**WHAT YOU ARE ASKED TO DO**
Check each line of the data below for the word "struct", then extract the ones that have it.

━━━━━ LISTED RECORDS ━━━━━

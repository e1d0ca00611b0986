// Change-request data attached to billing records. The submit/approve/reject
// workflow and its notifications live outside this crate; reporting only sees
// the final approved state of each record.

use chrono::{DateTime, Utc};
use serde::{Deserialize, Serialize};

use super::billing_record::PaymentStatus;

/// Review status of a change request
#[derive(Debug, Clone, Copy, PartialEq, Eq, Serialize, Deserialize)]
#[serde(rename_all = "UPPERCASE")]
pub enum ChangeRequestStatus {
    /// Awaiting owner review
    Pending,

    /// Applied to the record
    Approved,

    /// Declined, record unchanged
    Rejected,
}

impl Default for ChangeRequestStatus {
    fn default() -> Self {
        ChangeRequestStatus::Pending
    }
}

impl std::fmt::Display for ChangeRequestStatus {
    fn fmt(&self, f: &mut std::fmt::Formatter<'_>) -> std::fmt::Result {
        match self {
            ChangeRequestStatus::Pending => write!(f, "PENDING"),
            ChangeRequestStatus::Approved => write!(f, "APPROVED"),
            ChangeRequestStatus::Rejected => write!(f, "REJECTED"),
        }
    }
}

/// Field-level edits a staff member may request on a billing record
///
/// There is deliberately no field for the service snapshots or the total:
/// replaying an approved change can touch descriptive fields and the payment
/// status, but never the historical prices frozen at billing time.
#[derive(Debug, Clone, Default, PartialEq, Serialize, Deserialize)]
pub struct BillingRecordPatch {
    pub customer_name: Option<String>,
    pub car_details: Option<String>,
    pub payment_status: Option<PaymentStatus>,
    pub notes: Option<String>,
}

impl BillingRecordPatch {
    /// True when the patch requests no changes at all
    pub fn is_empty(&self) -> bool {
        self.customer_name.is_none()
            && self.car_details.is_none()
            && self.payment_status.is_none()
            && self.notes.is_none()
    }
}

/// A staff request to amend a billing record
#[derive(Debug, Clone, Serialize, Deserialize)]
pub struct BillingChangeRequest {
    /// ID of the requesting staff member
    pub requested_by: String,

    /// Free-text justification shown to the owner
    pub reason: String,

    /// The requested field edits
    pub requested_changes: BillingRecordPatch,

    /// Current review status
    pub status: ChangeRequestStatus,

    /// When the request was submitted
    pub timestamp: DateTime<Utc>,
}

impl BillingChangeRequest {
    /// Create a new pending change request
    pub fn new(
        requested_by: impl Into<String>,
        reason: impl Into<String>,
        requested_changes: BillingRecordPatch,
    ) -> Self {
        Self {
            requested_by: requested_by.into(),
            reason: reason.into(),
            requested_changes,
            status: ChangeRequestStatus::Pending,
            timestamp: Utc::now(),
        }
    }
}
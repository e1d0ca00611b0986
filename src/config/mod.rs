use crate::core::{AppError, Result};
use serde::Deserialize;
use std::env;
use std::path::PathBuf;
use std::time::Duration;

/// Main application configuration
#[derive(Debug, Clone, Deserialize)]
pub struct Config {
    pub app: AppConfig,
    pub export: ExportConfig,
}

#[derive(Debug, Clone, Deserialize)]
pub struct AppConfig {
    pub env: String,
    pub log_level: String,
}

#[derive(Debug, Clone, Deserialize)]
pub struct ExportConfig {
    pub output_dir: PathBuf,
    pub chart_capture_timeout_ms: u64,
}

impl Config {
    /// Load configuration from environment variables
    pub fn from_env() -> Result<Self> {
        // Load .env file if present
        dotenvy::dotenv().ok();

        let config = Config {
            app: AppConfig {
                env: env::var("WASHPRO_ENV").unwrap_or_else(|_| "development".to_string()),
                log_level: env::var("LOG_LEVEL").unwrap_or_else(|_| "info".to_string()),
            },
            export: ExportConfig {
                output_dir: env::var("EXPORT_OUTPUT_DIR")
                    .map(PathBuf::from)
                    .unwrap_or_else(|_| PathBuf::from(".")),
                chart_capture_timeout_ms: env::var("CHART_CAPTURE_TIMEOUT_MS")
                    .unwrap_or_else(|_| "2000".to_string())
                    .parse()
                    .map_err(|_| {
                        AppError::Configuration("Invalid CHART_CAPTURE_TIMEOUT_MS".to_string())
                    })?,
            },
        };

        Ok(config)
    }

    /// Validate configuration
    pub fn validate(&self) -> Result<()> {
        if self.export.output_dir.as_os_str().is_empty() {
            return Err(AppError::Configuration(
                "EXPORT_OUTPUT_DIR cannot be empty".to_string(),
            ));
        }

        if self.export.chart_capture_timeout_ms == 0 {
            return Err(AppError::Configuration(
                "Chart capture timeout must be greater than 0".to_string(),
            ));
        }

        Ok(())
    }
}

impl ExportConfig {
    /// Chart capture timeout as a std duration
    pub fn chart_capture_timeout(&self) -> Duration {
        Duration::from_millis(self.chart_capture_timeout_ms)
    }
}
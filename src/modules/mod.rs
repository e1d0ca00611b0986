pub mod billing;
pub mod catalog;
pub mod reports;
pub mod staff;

━━━━━

**TASK ANSWER**
pub struct BillingRecordPatch {
pub struct BillingChangeRequest {
pub struct Config {
pub struct AppConfig {
pub struct ExportConfig {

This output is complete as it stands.